### Task objective
Each line of the listing below containing the word "split" should be returned.

----- Source material -----

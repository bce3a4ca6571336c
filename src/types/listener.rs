use std::fmt;

use serde::{Deserialize, Serialize};

use super::action::{Action, ActionSpec};
use super::error::RuleError;
use super::rule::{Rule, RuleBuilder, RuleDefinition, RuleSpec};
use super::ruleset::RuleSet;

/// Protocol a listener accepts traffic on.
#[derive(Debug, Clone, Copy, PartialEq, Eq, Hash, Serialize, Deserialize)]
#[serde(rename_all = "UPPERCASE")]
pub enum Protocol {
    Http,
    Https,
}

impl Protocol {
    /// Port used when a listener does not name one.
    #[must_use]
    pub fn default_port(self) -> u16 {
        match self {
            Protocol::Http => 80,
            Protocol::Https => 443,
        }
    }
}

impl fmt::Display for Protocol {
    fn fmt(&self, f: &mut fmt::Formatter<'_>) -> fmt::Result {
        match self {
            Protocol::Http => write!(f, "HTTP"),
            Protocol::Https => write!(f, "HTTPS"),
        }
    }
}

/// The identity and settings of a listener on a service.
#[derive(Debug, Clone, PartialEq, Eq, Serialize, Deserialize)]
#[serde(rename_all = "camelCase")]
pub struct Listener {
    pub name: String,
    pub protocol: Protocol,
    #[serde(default, skip_serializing_if = "Option::is_none")]
    pub port: Option<u16>,
    pub service_identifier: String,
    /// Taken when no rule matches.
    pub default_action: ActionSpec,
}

impl Listener {
    #[must_use]
    pub fn new(
        name: impl Into<String>,
        protocol: Protocol,
        service_identifier: impl Into<String>,
        default_action: impl Into<ActionSpec>,
    ) -> Self {
        Self {
            name: name.into(),
            protocol,
            port: None,
            service_identifier: service_identifier.into(),
            default_action: default_action.into(),
        }
    }

    #[must_use]
    pub fn with_port(mut self, port: u16) -> Self {
        self.port = Some(port);
        self
    }

    /// The explicit port, or the protocol's default.
    #[must_use]
    pub fn port(&self) -> u16 {
        self.port.unwrap_or_else(|| self.protocol.default_port())
    }

    /// Identifier rules use to refer to this listener.
    #[must_use]
    pub fn identifier(&self) -> String {
        format!("{}/{}", self.service_identifier, self.name)
    }
}

/// Owns the rule set of one listener and compiles rules into it.
///
/// Rules may be added at any time; each is validated against the rules
/// already committed and is either committed whole or rejected without any
/// change to the rule set. There is no removal.
///
/// # Example
///
/// ```
/// use lattice_rules::{HeaderMatchSpec, Listener, ListenerRuleCompiler, Protocol};
///
/// let listener = Listener::new("api", Protocol::Https, "svc-0123", 404);
/// let mut compiler = ListenerRuleCompiler::new(listener).unwrap();
///
/// compiler
///     .rule("service-one", 100, |r| r.path_exact("/serviceOne").forward("tg-one"))
///     .unwrap();
/// compiler
///     .rule("canary", 200, |r| {
///         r.header(HeaderMatchSpec::exact("x-canary", "1"))
///             .forward_weighted("tg-stable", 90)
///             .forward_weighted("tg-canary", 10)
///     })
///     .unwrap();
///
/// assert_eq!(compiler.len(), 2);
/// ```
#[derive(Debug, Clone)]
pub struct ListenerRuleCompiler {
    listener: Listener,
    identifier: String,
    default_action: Action,
    rules: RuleSet,
}

impl ListenerRuleCompiler {
    /// Create a compiler with an empty rule set for `listener`.
    ///
    /// # Errors
    ///
    /// The listener's default action follows the same rules as a rule
    /// action, so this fails with [`RuleError::EmptyAction`] or
    /// [`RuleError::MissingWeight`] when it is malformed.
    pub fn new(listener: Listener) -> Result<Self, RuleError> {
        let default_action = crate::compile::resolve_action(
            &format!("{} default action", listener.name),
            &listener.default_action,
        )?;
        let identifier = listener.identifier();
        Ok(Self {
            listener,
            identifier,
            default_action,
            rules: RuleSet::new(),
        })
    }

    /// Validate `spec` and commit it to the rule set.
    ///
    /// Checks run in order: priority uniqueness, action, match. The first
    /// failure is returned and the rule set is left exactly as it was.
    ///
    /// # Errors
    ///
    /// Returns [`RuleError::DuplicatePriority`], [`RuleError::MissingWeight`],
    /// [`RuleError::EmptyAction`] or [`RuleError::InvalidMatchSpec`].
    pub fn add_rule(&mut self, spec: RuleSpec) -> Result<&Rule, RuleError> {
        match crate::compile::compile_rule(&self.rules, &spec) {
            Ok(rule) => {
                tracing::debug!(
                    listener = %self.identifier,
                    rule = %rule.name,
                    priority = rule.priority,
                    "rule committed"
                );
                Ok(self.rules.commit(rule))
            }
            Err(err) => {
                tracing::debug!(
                    listener = %self.identifier,
                    rule = %spec.name,
                    priority = spec.priority,
                    error = %err,
                    "rule rejected"
                );
                Err(err)
            }
        }
    }

    /// Define a rule through a builder closure and add it.
    ///
    /// # Errors
    ///
    /// Same as [`add_rule()`](Self::add_rule). A closure that sets no action
    /// yields [`RuleError::EmptyAction`].
    pub fn rule(
        &mut self,
        name: &str,
        priority: u32,
        f: impl FnOnce(RuleBuilder) -> RuleBuilder,
    ) -> Result<&Rule, RuleError> {
        let spec = f(RuleBuilder::default()).into_spec(name, priority);
        self.add_rule(spec)
    }

    #[must_use]
    pub fn listener(&self) -> &Listener {
        &self.listener
    }

    #[must_use]
    pub fn identifier(&self) -> &str {
        &self.identifier
    }

    #[must_use]
    pub fn default_action(&self) -> &Action {
        &self.default_action
    }

    #[must_use]
    pub fn rules(&self) -> &RuleSet {
        &self.rules
    }

    #[must_use]
    pub fn len(&self) -> usize {
        self.rules.len()
    }

    #[must_use]
    pub fn is_empty(&self) -> bool {
        self.rules.is_empty()
    }

    /// The listener and its rules in the provisioning layer's shape.
    #[must_use]
    pub fn definition(&self) -> ListenerDefinition<'_> {
        ListenerDefinition {
            name: &self.listener.name,
            protocol: self.listener.protocol,
            port: self.listener.port(),
            service_identifier: &self.listener.service_identifier,
            default_action: &self.default_action,
            rules: self
                .rules
                .iter()
                .map(|r| r.definition(&self.identifier))
                .collect(),
        }
    }

    /// Render [`definition()`](Self::definition) as pretty-printed JSON.
    ///
    /// # Errors
    ///
    /// Returns [`serde_json::Error`] if serialization fails.
    pub fn to_json(&self) -> Result<String, serde_json::Error> {
        serde_json::to_string_pretty(&self.definition())
    }
}

impl fmt::Display for ListenerRuleCompiler {
    fn fmt(&self, f: &mut fmt::Formatter<'_>) -> fmt::Result {
        write!(
            f,
            "Listener({} {}:{}, {} rules)",
            self.identifier,
            self.listener.protocol,
            self.listener.port(),
            self.rules.len()
        )
    }
}

/// Serializable view of a listener and its committed rules.
#[derive(Debug, Serialize)]
#[serde(rename_all = "camelCase")]
pub struct ListenerDefinition<'a> {
    pub name: &'a str,
    pub protocol: Protocol,
    pub port: u16,
    pub service_identifier: &'a str,
    pub default_action: &'a Action,
    pub rules: Vec<RuleDefinition<'a>>,
}
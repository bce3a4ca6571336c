mod compile;
mod config;
mod error;
pub mod policy;
mod types;

pub use config::{auth_policy_from_json, AuthPolicyConfig, ListenerConfig};
pub use error::LatticeError;
pub use types::{
    Action, ActionSpec, HeaderMatch, HeaderMatchSpec, HeaderValueMatch, HttpMatch, HttpMethod,
    Listener, ListenerDefinition, ListenerRuleCompiler, MatchCriteria, MatchSpec, PathMatch,
    PathMatchSpec, PathValueMatch, Protocol, Rule, RuleBuilder, RuleDefinition, RuleError,
    RuleSet, RuleSpec, TargetReference, WeightedTargetGroup, DEFAULT_CASE_SENSITIVE,
    DEFAULT_WEIGHT,
};
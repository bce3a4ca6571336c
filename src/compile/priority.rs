use crate::{RuleError, RuleSet};

/// Reject `priority` if a rule already committed to `rules` uses it.
pub(crate) fn check_priority(rules: &RuleSet, rule: &str, priority: u32) -> Result<(), RuleError> {
    if rules.contains_priority(priority) {
        return Err(RuleError::DuplicatePriority {
            rule: rule.to_owned(),
            priority,
        });
    }
    Ok(())
}
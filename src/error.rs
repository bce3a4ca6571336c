use thiserror::Error;

use crate::RuleError;

/// Unified error type covering rule validation, JSON decoding, and I/O.
///
/// Returned by convenience methods like
/// [`ListenerRuleCompiler::from_json()`](crate::ListenerRuleCompiler::from_json)
/// and [`ListenerRuleCompiler::from_file()`](crate::ListenerRuleCompiler::from_file).
#[derive(Debug, Error)]
pub enum LatticeError {
    #[error(transparent)]
    Rule(#[from] RuleError),

    #[error("invalid configuration: {0}")]
    Json(#[from] serde_json::Error),

    #[error(transparent)]
    Io(#[from] std::io::Error),
}
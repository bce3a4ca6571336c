use lattice_rules::{HeaderMatchSpec, Listener, ListenerRuleCompiler, Protocol};
use tracing_subscriber::EnvFilter;

fn main() {
    tracing_subscriber::fmt()
        .with_env_filter(EnvFilter::try_from_default_env().unwrap_or_else(|_| "debug".into()))
        .init();

    let listener = Listener::new("orders", Protocol::Https, "svc-0123", 404);
    let mut compiler = ListenerRuleCompiler::new(listener).expect("default action is valid");

    compiler
        .rule("service-one", 100, |r| r.path_exact("/serviceOne").forward("tg-one"))
        .expect("first rule is valid");

    compiler
        .rule("canary", 50, |r| {
            r.header(HeaderMatchSpec::exact("x-canary", "true"))
                .forward_weighted("tg-stable", 90)
                .forward_weighted("tg-canary", 10)
        })
        .expect("canary rule is valid");

    // Rejected: priority 100 is taken.
    if let Err(err) = compiler.rule("deletes", 100, |r| r.method("DELETE").respond(403)) {
        println!("rejected: {err}");
    }

    // Rejected: two targets, one without a weight.
    if let Err(err) = compiler.rule("split", 200, |r| {
        r.method("GET").forward("tg-a").forward_weighted("tg-b", 30)
    }) {
        println!("rejected: {err}");
    }

    println!("{compiler}");
    for rule in compiler.rules().evaluation_order() {
        println!("  {rule}");
    }
    println!("{}", compiler.to_json().expect("definition serializes"));
}
use lattice_rules::{
    Action, HeaderMatchSpec, HeaderValueMatch, HttpMethod, Listener, ListenerRuleCompiler,
    MatchCriteria, PathMatchSpec, Protocol, Rule, RuleError, RuleSpec, TargetReference,
};

fn compiler() -> ListenerRuleCompiler {
    ListenerRuleCompiler::new(Listener::new("edge", Protocol::Http, "svc", 404)).unwrap()
}

#[test]
fn priority_zero_is_a_real_priority() {
    let mut c = compiler();
    c.rule("zero", 0, |r| r.method("GET").respond(200)).unwrap();
    let err = c.rule("zero-again", 0, |r| r.method("PUT").respond(200)).unwrap_err();
    assert!(matches!(err, RuleError::DuplicatePriority { priority: 0, .. }));
}

#[test]
fn priorities_equal_to_existing_positions_are_free() {
    let mut c = compiler();
    c.rule("a", 10, |r| r.method("GET").respond(200)).unwrap();
    c.rule("b", 20, |r| r.method("POST").respond(200)).unwrap();
    // Positions 0 and 1 are occupied, priorities 0 and 1 are not.
    c.rule("c", 0, |r| r.method("PUT").respond(200)).unwrap();
    c.rule("d", 1, |r| r.method("DELETE").respond(200)).unwrap();
    assert_eq!(c.len(), 4);
}

#[test]
fn max_priority_accepted() {
    let mut c = compiler();
    c.rule("max", u32::MAX, |r| r.method("GET").respond(200)).unwrap();
    assert!(c.rules().contains_priority(u32::MAX));
}

#[test]
fn evaluation_order_is_by_priority() {
    let mut c = compiler();
    c.rule("third", 30, |r| r.method("GET").respond(200)).unwrap();
    c.rule("first", 1, |r| r.method("POST").respond(200)).unwrap();
    c.rule("second", 2, |r| r.method("PUT").respond(200)).unwrap();

    let order: Vec<&str> = c
        .rules()
        .evaluation_order()
        .into_iter()
        .map(Rule::name)
        .collect();
    assert_eq!(order, vec!["first", "second", "third"]);

    let inserted: Vec<&str> = c.rules().iter().map(Rule::name).collect();
    assert_eq!(inserted, vec!["third", "first", "second"]);
}

#[test]
fn duplicate_names_are_allowed() {
    let mut c = compiler();
    c.rule("same", 1, |r| r.method("GET").respond(200)).unwrap();
    c.rule("same", 2, |r| r.method("POST").respond(200)).unwrap();
    assert_eq!(c.len(), 2);
    assert_eq!(c.rules().get("same").map(Rule::priority), Some(1));
}

#[test]
fn weights_need_not_sum_to_hundred() {
    let mut c = compiler();
    let rule = c
        .rule("odd-split", 1, |r| {
            r.method("GET")
                .forward_weighted("a", 1)
                .forward_weighted("b", 1)
                .forward_weighted("c", 250)
        })
        .unwrap();
    let weights: Vec<u32> = rule.action().target_groups().iter().map(|t| t.weight).collect();
    assert_eq!(weights, vec![1, 1, 250]);
}

#[test]
fn same_target_twice_is_kept() {
    let mut c = compiler();
    let rule = c
        .rule("twice", 1, |r| {
            r.method("GET")
                .forward_weighted("a", 50)
                .forward_weighted("a", 50)
        })
        .unwrap();
    assert_eq!(rule.action().target_groups().len(), 2);
}

#[test]
fn unusual_status_codes_accepted() {
    let mut c = compiler();
    let rule = c.rule("teapot", 1, |r| r.method("GET").respond(999)).unwrap();
    assert_eq!(rule.action(), &Action::FixedResponse { status_code: 999 });
}

#[test]
fn method_is_case_insensitive() {
    let mut c = compiler();
    let rule = c.rule("lower", 1, |r| r.method("get").respond(200)).unwrap();
    assert_eq!(rule.criteria(), &MatchCriteria::Method(HttpMethod::Get));
}

#[test]
fn unknown_method_rejected() {
    let mut c = compiler();
    let err = c.rule("bad", 1, |r| r.method("BREW").respond(200)).unwrap_err();
    assert!(matches!(err, RuleError::InvalidMatchSpec { .. }));
    assert!(c.is_empty());
}

#[test]
fn unknown_header_operator_rejected_not_dropped() {
    let mut c = compiler();
    let err = c
        .rule("bad-op", 1, |r| {
            r.header(HeaderMatchSpec::exact("x-a", "1"))
                .header(HeaderMatchSpec::new("x-b", "REGEX", ".*"))
                .respond(200)
        })
        .unwrap_err();
    assert_eq!(
        err.to_string(),
        "invalid match in rule 'bad-op': unrecognized operator 'REGEX' for header 'x-b'"
    );
    assert!(c.is_empty());
}

#[test]
fn unknown_path_match_type_rejected() {
    let mut c = compiler();
    let err = c
        .add_rule(RuleSpec::new("bad-path", 1, 200).path_match(PathMatchSpec::new("SUFFIX", "/x")))
        .unwrap_err();
    assert!(matches!(err, RuleError::InvalidMatchSpec { .. }));
}

#[test]
fn empty_header_list_rejected() {
    let mut c = compiler();
    let err = c
        .add_rule(RuleSpec::new("no-headers", 1, 200).header_matches(Vec::new()))
        .unwrap_err();
    assert!(matches!(err, RuleError::InvalidMatchSpec { .. }));
}

#[test]
fn multiple_header_matches_kept_in_order() {
    let mut c = compiler();
    let rule = c
        .rule("hdrs", 1, |r| {
            r.header(HeaderMatchSpec::prefix("x-a", "v1"))
                .header(HeaderMatchSpec::contains("x-b", "v2").case_sensitive(true))
                .respond(200)
        })
        .unwrap();
    let MatchCriteria::Headers(headers) = rule.criteria() else {
        panic!("expected header match");
    };
    assert_eq!(headers[0].name, "x-a");
    assert_eq!(headers[0].matcher, HeaderValueMatch::Prefix("v1".into()));
    assert!(!headers[0].case_sensitive);
    assert_eq!(headers[1].name, "x-b");
    assert!(headers[1].case_sensitive);
}

#[test]
fn empty_forward_rejected() {
    let mut c = compiler();
    let err = c
        .add_rule(RuleSpec::new("nowhere", 1, Vec::<TargetReference>::new()).method_match("GET"))
        .unwrap_err();
    assert_eq!(
        err,
        RuleError::EmptyAction {
            rule: "nowhere".into()
        }
    );
}

#[test]
fn many_rules() {
    let mut c = compiler();
    for i in 0..200_u32 {
        c.rule(&format!("r{i}"), i * 3, |r| r.path_prefix(format!("/p{i}")).forward("tg"))
            .unwrap();
    }
    assert_eq!(c.len(), 200);
    for i in 0..200_u32 {
        assert!(c
            .rule(&format!("dup{i}"), i * 3, |r| r.method("GET").respond(200))
            .is_err());
    }
    assert_eq!(c.len(), 200);
}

-----

### Written answer
    if let Err(err) = compiler.rule("split", 200, |r| {
        .rule("odd-split", 1, |r| {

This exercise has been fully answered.